Is this grey area getting any more grey?


----------



## lhpdiver (Jul 30, 2014)

evafla said:


> Maybe someone over here with similar problem and knows
> the answer .
> We both got permanent residency .
> Our rv is half way on its 10 years permit,
> ...


It's not clear where "in rv" is physically but when we received our permanent residencies we nationalized the car/trailer in DF. We used a well-respected broker who was recommended to us by Aduana, DF.

My suggestion would be to follow what worked for us. Ask Aduana if they can recommend someone who can help you. I doubt you need to return to the border - we didn't. Some transactions can even be done 'virtually' (eg trailers).

For us - getting the valid pedimentos was only half the work. Then we had to get plates.
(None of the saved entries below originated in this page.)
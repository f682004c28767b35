//! Action gating and dispatch
//!
//! The [`ActionGate`] sits between classification and execution. Both of
//! its throttles must pass before an event may fire: a time-interval gate
//! (lazy, event-time based, no timers) and a cumulative-distance gate whose
//! cadence is proportional to gesture speed. Configured interval/distance
//! values resolve through the rule tree and are memoized per tree
//! generation.

pub mod command;

pub use command::CommandDispatcher;

use crate::config::{Atom, ConfigSnapshot, RulePath, Searcher};
use crate::detector::{ClassifiedEvent, Direction, Trigger};
use crate::event::types::GestureKind;
use serde_json::Value;
use tracing::{debug, info};

/// Base interval (time units) for oneshot triggers
pub const BASE_ONESHOT_INTERVAL: f64 = 0.3;

/// Base interval (time units) for repeat triggers
pub const BASE_REPEAT_INTERVAL: f64 = 0.1;

/// Base unit of the cumulative-distance threshold
pub const BASE_DISTANCE: f64 = 10.0;

/// Grace multiplier applied to the interval recorded after a swipe begin,
/// to avoid an immediate double-fire when a gesture starts
pub const BEGIN_GRACE_MULTIPLIER: f64 = 5.0;

/// Small constant folded into every distance contribution
pub const DISTANCE_EPSILON: f64 = 0.01;

/// Executor boundary: receives the resolved action and the event payload.
///
/// Dispatch is fire-and-forget; the gate does not await or inspect the
/// outcome, failure handling is entirely the dispatcher's concern.
pub trait Dispatch {
    fn dispatch(&mut self, action: &Value, event: &ClassifiedEvent);
}

/// Dispatcher that only logs the resolved action; useful for dry runs
#[derive(Debug, Default)]
pub struct LogDispatcher;

impl Dispatch for LogDispatcher {
    fn dispatch(&mut self, action: &Value, event: &ClassifiedEvent) {
        info!(path = %event.path, ?action, "would dispatch");
    }
}

/// Per-pipeline throttle state for resolved actions
#[derive(Debug, Default)]
pub struct ActionGate {
    wait_until: Option<f64>,
    last_direction: Option<Direction>,
    accumulated_distance: f64,
    searcher: Searcher,
}

impl ActionGate {
    pub fn new() -> Self {
        Self::default()
    }

    /// Time-interval gate. Events whose path carries the `end` phase atom
    /// always pass; everything else waits out the recorded interval.
    pub fn interval_allowed(&self, event: &ClassifiedEvent) -> bool {
        if event.path.contains(&Atom::from("end")) {
            return true;
        }
        match self.wait_until {
            Some(until) => event.timestamp >= until,
            None => true,
        }
    }

    /// Record the interval consumed by a fired event
    pub fn record_interval(&mut self, event: &ClassifiedEvent, config: &ConfigSnapshot) {
        let multiplier = if event.kind == GestureKind::Swipe
            && event.path.contains(&Atom::from("begin"))
        {
            BEGIN_GRACE_MULTIPLIER
        } else {
            1.0
        };
        let interval = self.configured_interval(event, config) * multiplier;
        self.wait_until = Some(event.timestamp + interval);
    }

    /// Cumulative-distance gate. Non-directional events always pass;
    /// axis-directional events accumulate their dominant-axis contribution
    /// and pass once the configured distance is exceeded. A direction change
    /// resets the accumulator before the new contribution lands. Zoom
    /// directions carry no motion axis to accumulate and pass through.
    pub fn distance_allowed(&mut self, event: &ClassifiedEvent, config: &ConfigSnapshot) -> bool {
        let Some(direction) = event.direction else {
            return true;
        };
        if matches!(direction, Direction::In | Direction::Out) {
            return true;
        }

        if self.last_direction != Some(direction) {
            self.accumulated_distance = 0.0;
            self.last_direction = Some(direction);
        }

        let contribution = if direction.is_horizontal() {
            event.payload.dx.abs()
        } else {
            event.payload.dy.abs()
        };
        self.accumulated_distance += contribution + DISTANCE_EPSILON;

        self.accumulated_distance > self.configured_distance(event, config)
    }

    /// Consume one distance threshold from the accumulator, carrying the
    /// remainder so cadence follows gesture speed rather than fixed ticks
    pub fn record_distance(&mut self, event: &ClassifiedEvent, config: &ConfigSnapshot) {
        let axis_directional = event
            .direction
            .is_some_and(|d| !matches!(d, Direction::In | Direction::Out));
        if axis_directional && event.trigger == Trigger::Repeat {
            self.accumulated_distance -= self.configured_distance(event, config);
        }
    }

    /// Whether both gates admit the event
    pub fn allows(&mut self, event: &ClassifiedEvent, config: &ConfigSnapshot) -> bool {
        // Both gates are consulted independently; the distance gate
        // accumulates even when the interval gate will suppress
        let interval_ok = self.interval_allowed(event);
        let distance_ok = self.distance_allowed(event, config);
        let allowed = interval_ok && distance_ok;
        if !allowed {
            debug!(path = %event.path, interval_ok, distance_ok, "event throttled");
        }
        allowed
    }

    /// Record both gates after a fired event
    pub fn record(&mut self, event: &ClassifiedEvent, config: &ConfigSnapshot) {
        self.record_interval(event, config);
        self.record_distance(event, config);
    }

    /// Configured interval for a path: `[...path, interval]` first, then
    /// `[interval, kind]`, default multiplier 1, scaled by the trigger base
    fn configured_interval(&mut self, event: &ClassifiedEvent, config: &ConfigSnapshot) -> f64 {
        let base = match event.trigger {
            Trigger::Oneshot => BASE_ONESHOT_INTERVAL,
            Trigger::Repeat => BASE_REPEAT_INTERVAL,
        };
        base * self.configured_multiplier(event, "interval", config)
    }

    /// Configured distance for a path, scaled by the base distance unit
    fn configured_distance(&mut self, event: &ClassifiedEvent, config: &ConfigSnapshot) -> f64 {
        BASE_DISTANCE * self.configured_multiplier(event, "distance", config)
    }

    fn configured_multiplier(
        &mut self,
        event: &ClassifiedEvent,
        attr: &str,
        config: &ConfigSnapshot,
    ) -> f64 {
        let specific = event.path.extended(attr);
        let global: RulePath = [attr, event.kind.as_str()].into_iter().collect();
        self.searcher
            .search(&specific, config.generation, config.primary())
            .or_else(|| self.searcher.search(&global, config.generation, config.primary()))
            .and_then(|t| t.as_f64())
            .unwrap_or(1.0)
    }
}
We probably went through 3 or 4 temporary paper tags while we waited for SAT to approve our paperwork. At that point it was the broker who came through for us - and pushed the issue for us. There were apparently something like 100 or so other people who were tied up in SAT at the same time.

Good luck.


----------



## sparks (Jun 17, 2007)

I just said $10,000+ because we met a Mexican here trying to sell an older (late 90's) but very nice RV (bus size) and he showed us the import papers. I assume it may be the type of vehicle more than the value ..... but it could have been a $50k+ rig ??


----------



## Bobbyb (Mar 9, 2014)

Is your RV a trailer or a motorhome? If a motorhome and not really old it will cost you a fortune. If a trailer a good brokers should be able to give you the cost. You may have to return to a border to cancel a 10 year permit. It can be a real hassle if not done at the border. I don't think it is legal to drive a US licensed MH with a Permanente.


----------